I don’t say a thing.
“So OK, that was last spring. And over the summer I got this job at a deli back in my hometown.” She’s from a picturesque little burg stuck way back in the Piney Woods of East Texas.
“And I guess I sampled too much of the merchandise – we made these huge peanut butter cookies, you know? They were amazing. And anyway, I guess I put on a some weightage. And…and…and.”
Now she’s on the verge of a full-out crying jag.
“You look fine to me, Emma.”
“Thank you. (Big sniff) I was planning on losing the weight this semester but at the sorority house last night they made us do fat circles.”
“Did you say fat circles? Is that like crop circles?”

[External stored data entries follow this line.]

//! Card partitions and their assembly.

use std::collections::BTreeSet;
use std::path::PathBuf;

use dc_core::{CardWriter, Entity, Model, Predicate, Result, Workspace};

use crate::categories::CategoryRegistry;

/// Selects the bins of one card partition by channel and bin id.
#[derive(Debug, Clone, Default, PartialEq)]
pub struct PartitionFilter {
    channels: Option<BTreeSet<String>>,
    bin_ids: Option<BTreeSet<u32>>,
}

impl PartitionFilter {
    /// Everything.
    pub fn all() -> Self {
        Self::default()
    }

    pub fn channels<I: IntoIterator<Item = S>, S: Into<String>>(mut self, channels: I) -> Self {
        self.channels = Some(channels.into_iter().map(Into::into).collect());
        self
    }

    pub fn bin_ids(mut self, ids: impl IntoIterator<Item = u32>) -> Self {
        self.bin_ids = Some(ids.into_iter().collect());
        self
    }
}

impl Predicate for PartitionFilter {
    fn matches(&self, entity: &Entity<'_>) -> bool {
        let bin = entity.bin();
        self.channels.as_ref().is_none_or(|c| c.contains(&bin.channel))
            && self.bin_ids.as_ref().is_none_or(|ids| ids.contains(&bin.bin_id))
    }
}

/// A tagged subset of the model written as its own set of cards.
#[derive(Debug, Clone, PartialEq)]
pub struct Partition {
    pub tag: String,
    pub filter: PartitionFilter,
}

impl Partition {
    pub fn new(tag: impl Into<String>, filter: PartitionFilter) -> Self {
        Self { tag: tag.into(), filter }
    }
}

/// Standard partitions: the full combination, one per channel, one per
/// (channel, base category) and one per base category across channels.
///
/// Category partitions include the control-region ids of their base category.
pub fn standard_partitions(
    registry: &CategoryRegistry,
    channels: &[String],
    analysis: &str,
    era: &str,
) -> Vec<Partition> {
    let mut parts = vec![Partition::new("cmb", PartitionFilter::all())];
    for chn in channels {
        parts.push(Partition::new(chn.clone(), PartitionFilter::all().channels([chn.as_str()])));
    }
    let base_ids = registry.base_ids();
    for chn in channels {
        for &id in &base_ids {
            parts.push(Partition::new(
                format!("{}_{}_{}_{}", analysis, chn, id, era),
                PartitionFilter::all().channels([chn.as_str()]).bin_ids(registry.group_ids(id)),
            ));
        }
    }
    for &id in &base_ids {
        parts.push(Partition::new(
            format!("{}_cmb_{}_{}", analysis, id, era),
            PartitionFilter::all().bin_ids(registry.group_ids(id)),
        ));
    }
    parts
}

/// What assembly wrote.
#[derive(Debug, Clone, Default, PartialEq)]
pub struct AssemblyReport {
    /// Files per partition tag, in partition order.
    pub written: Vec<(String, Vec<PathBuf>)>,
    /// Partitions with nothing to write.
    pub skipped: Vec<String>,
}

impl AssemblyReport {
    pub fn n_files(&self) -> usize {
        self.written.iter().map(|(_, f)| f.len()).sum()
    }
}

/// Write each partition through `writer`; empty partitions are skipped.
pub fn assemble<W: CardWriter + ?Sized>(
    writer: &mut W,
    model: &Model,
    workspace: &Workspace,
    partitions: &[Partition],
) -> Result<AssemblyReport> {
    let mut report = AssemblyReport::default();
    for part in partitions {
        let sub = model.filtered(&part.filter);
        if sub.is_empty() {
            log::info!("partition '{}' is empty, nothing written", part.tag);
            report.skipped.push(part.tag.clone());
            continue;
        }
        let files = writer.write(&part.tag, &sub, workspace)?;
        log::info!("partition '{}': {} files", part.tag, files.len());
        report.written.push((part.tag.clone(), files));
    }
    Ok(report)
}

She laughs weakly. “No, it’s where they make girls they think are fat take off everything but their bra and panties and then they line us up and the older girls take Sharpie pens and they circle where we should lose weight.”
“Circle where?”
“On our bodies! Like, on your stomach or your hips or your upper thighs. It’s so …so…so.”
“Yes, it is, Emma. It’s ridiculous. You let them do this? Mark you up like a side of beef?”
“Well, they make us! They circled me all over my stomach and my hips and they told me I need to lose 40 pounds by fall break! I can’t lose 40 pounds that fast unless I get my jaws wired shut!”
We both laugh. But Emma shivers at the memory of being the victim of that ugly ritual. Fat-circling. Jesus. What self-hating bitch thought that one up?
“I was so upset last night that I called my mom and I almost went home. Like, home-home. Like, forever. I just feel like the fattest pig on the planet.” Emma grabs another tissue and blows her nose with a gentle “thhhhffff."
“I don’t blame you,” I say, clicking into advice-giving mode. “But look, you and I know it’s stupid. If you want to lose some weight – and honestly, you look fine to me – then do it sensibly and slowly. Don’t you dare let some sorority twit make you feel bad about yourself. It’s not worth it. You want to end up like those sick little things who rush to that ladies’ room down there five minutes after lunch and toss their two teaspoons of tuna salad into stall number 6? No, of course you don’t. Because you’re smarter than that. You’re just a healthy girl. You’re barely out of puberty. You ate too many cookies over the summer. Big effing deal. Tell those girls back at the house to bug off. Take a Sharpie and circle your middle finger with it and shove it right in their faces.”
“I wish!” says Emma. She’s stopped sniffling. For a second, I think she actually believes this horseshit I’m shoveling at her. But she and I both know that the fat-circling harpies have left their indelible mark on her psyche. You don’t forget a thing like having to stand in your scanties with your peers peering at you like you’re a frog under a microscope.
How dare they?
Emma and I sit in silence for a moment, just sort of letting it soak in. Then she lets out a big sigh.
“Well, I’m sorry I interrupted your lunch,” Emma says, looking at my bag of chips. “I just wanted to talk to you and I knew you’d understand. I saw your light on.”
You bet I understand, dearie. And I’d take a hundred chubby Emmas over one of those skinny bitchlings back at the sorority bitch-haven any day.
“Don’t let the creepos get you down, kiddo,” I tell her. Sounds lame even to me, but she giggles anyway. “One day they’ll all have flabby asses and pot bellies and they’ll look in the mirror and mentally fat-circle their own damn bodies and they’ll remember all the girls they did it to and then they’ll feel like crap.”
“Ha! I’ll bet they will! You know, I hope they do!”
Emma’s standing up now, almost jumping up and down. Maybe it’s just dawned on her that college – and sorority houses – aren’t forever. Sometimes it’s the smallest thing that cheers them up when they need a surrogate mom.
“Come back anytime you need to, kiddo. I’m usually here this time of day, usually stuffing my face. If you started circling my fat, you’d run out of ink.”
Big laugh from Emma.
“I guess I should call my mom and tell her I’m not moving home this weekend.”
“I’m sure she’ll be relieved to hear that.”